Among the entries below, determine how many lines contain the word "impl" and state only that figure.

***

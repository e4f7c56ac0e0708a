//! The asset pipeline with its collaborators injected.

use crate::{
    AssetFetcher, AssetRegistry, AssetSource, Compressor, HttpFetcher, ObjectStorage,
    PartAssembler, PipelineConfig, Resolver, SystemResolver, UrlValidator,
};
use std::sync::Arc;
use tracing::instrument;
use vermeer_cache::{AssetCache, TypedCache};
use vermeer_core::{GenerationResponse, ImageOutput, Part, RemoteAssetStore, RequestContext};
use vermeer_error::{AssetError, AssetErrorKind, AssetResult, GenerationResult};

/// Validator, fetcher, compressor, cache and registration wired together.
///
/// The pipeline spawns nothing; callers that want references processed
/// concurrently drive several calls themselves.
///
/// # Examples
///
/// ```no_run
/// use std::sync::Arc;
/// use vermeer_assets::{AssetPipeline, FetchConfig, PipelineConfig, ReqwestFetcher};
/// use vermeer_cache::{MemoryCache, MemoryCacheConfig};
/// use vermeer_core::RequestContext;
///
/// # async fn example() -> Result<(), Box<dyn std::error::Error>> {
/// let cache = Arc::new(MemoryCache::new(MemoryCacheConfig::default()));
/// let http = Arc::new(ReqwestFetcher::new(&FetchConfig::default())?);
/// let pipeline = AssetPipeline::new(PipelineConfig::default(), cache, http);
///
/// let ctx = RequestContext::new();
/// let parts = pipeline
///     .assemble_parts(&ctx, "a lighthouse at dusk", &["https://example.com/ref.png"])
///     .await;
/// assert!(!parts.is_empty());
/// # Ok(())
/// # }
/// ```
#[derive(Clone)]
pub struct AssetPipeline {
    config: PipelineConfig,
    cache: TypedCache,
    http: Arc<dyn HttpFetcher>,
    resolver: Arc<dyn Resolver>,
    storage: Option<Arc<dyn ObjectStorage>>,
    store: Option<Arc<dyn RemoteAssetStore>>,
    assembler: PartAssembler,
    registry: Option<AssetRegistry>,
}

impl std::fmt::Debug for AssetPipeline {
    fn fmt(&self, f: &mut std::fmt::Formatter<'_>) -> std::fmt::Result {
        f.debug_struct("AssetPipeline")
            .field("config", &self.config)
            .field("object_storage", &self.storage.is_some())
            .field("remote_store", &self.store.is_some())
            .finish_non_exhaustive()
    }
}

impl AssetPipeline {
    /// Pipeline using the system resolver, without object storage or a
    /// remote asset store.
    pub fn new(
        config: PipelineConfig,
        cache: Arc<dyn AssetCache>,
        http: Arc<dyn HttpFetcher>,
    ) -> Self {
        let cache = TypedCache::new(cache);
        let resolver: Arc<dyn Resolver> = Arc::new(SystemResolver);
        let source = build_source(&config, &http, &resolver, None);
        let assembler = PartAssembler::new(source, cache.clone(), config.cache_ttl());
        Self {
            config,
            cache,
            http,
            resolver,
            storage: None,
            store: None,
            assembler,
            registry: None,
        }
    }

    /// Replace the host name resolver.
    pub fn with_resolver(mut self, resolver: Arc<dyn Resolver>) -> Self {
        self.resolver = resolver;
        self.rebuild()
    }

    /// Enable object storage references.
    pub fn with_object_storage(mut self, storage: Arc<dyn ObjectStorage>) -> Self {
        self.storage = Some(storage);
        self.rebuild()
    }

    /// Enable registration against a remote asset store.
    pub fn with_remote_store(mut self, store: Arc<dyn RemoteAssetStore>) -> Self {
        self.store = Some(store);
        self.rebuild()
    }

    fn rebuild(mut self) -> Self {
        let source = build_source(&self.config, &self.http, &self.resolver, self.storage.clone());
        let ttl = self.config.cache_ttl();
        self.registry = self
            .store
            .clone()
            .map(|store| AssetRegistry::new(source.clone(), self.cache.clone(), store, ttl));
        self.assembler = PartAssembler::new(source, self.cache.clone(), ttl);
        self
    }

    /// The active configuration.
    pub fn config(&self) -> &PipelineConfig {
        &self.config
    }

    /// One part for `source_uri`, or `None` when the reference is unusable.
    pub async fn prepare_asset_part(&self, ctx: &RequestContext, source_uri: &str) -> Option<Part> {
        self.assembler.prepare(ctx, source_uri).await
    }

    /// The prompt text followed by a part per usable reference.
    pub async fn assemble_parts<S>(
        &self,
        ctx: &RequestContext,
        prompt: &str,
        source_uris: &[S],
    ) -> Vec<Part>
    where
        S: AsRef<str> + Sync,
    {
        self.assembler.assemble(ctx, prompt, source_uris).await
    }

    /// Register `source_uri` with the remote asset store.
    ///
    /// # Errors
    ///
    /// `RegistrationFailure` when no remote store is configured, plus every
    /// error [`AssetRegistry::register`] returns.
    #[instrument(skip(self, ctx))]
    pub async fn register_asset(&self, ctx: &RequestContext, source_uri: &str) -> AssetResult<String> {
        self.registry()?.register(ctx, source_uri).await
    }

    /// Delete the remote copy of `source_uri`.
    ///
    /// # Errors
    ///
    /// `RegistrationFailure` when no remote store is configured, plus every
    /// error [`AssetRegistry::unregister`] returns.
    #[instrument(skip(self, ctx))]
    pub async fn unregister_asset(&self, ctx: &RequestContext, source_uri: &str) -> AssetResult<()> {
        self.registry()?.unregister(ctx, source_uri).await
    }

    /// See [`crate::interpret_response`].
    pub fn interpret_response(
        &self,
        response: Option<&GenerationResponse>,
        requested_seed: i64,
    ) -> GenerationResult<ImageOutput> {
        crate::interpret_response(response, requested_seed)
    }

    fn registry(&self) -> AssetResult<&AssetRegistry> {
        self.registry.as_ref().ok_or_else(|| {
            AssetError::new(AssetErrorKind::RegistrationFailure(
                "no remote asset store configured".to_string(),
            ))
        })
    }
}

fn build_source(
    config: &PipelineConfig,
    http: &Arc<dyn HttpFetcher>,
    resolver: &Arc<dyn Resolver>,
    storage: Option<Arc<dyn ObjectStorage>>,
) -> AssetSource {
    let validator = UrlValidator::new(config.validator().clone(), Arc::clone(resolver));
    let mut fetcher = AssetFetcher::new(Arc::clone(http));
    if let Some(storage) = storage {
        fetcher = fetcher.with_object_storage(storage);
    }
    AssetSource::new(validator, fetcher, Compressor::new(*config.compression()))
}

***

__Output for this task__
2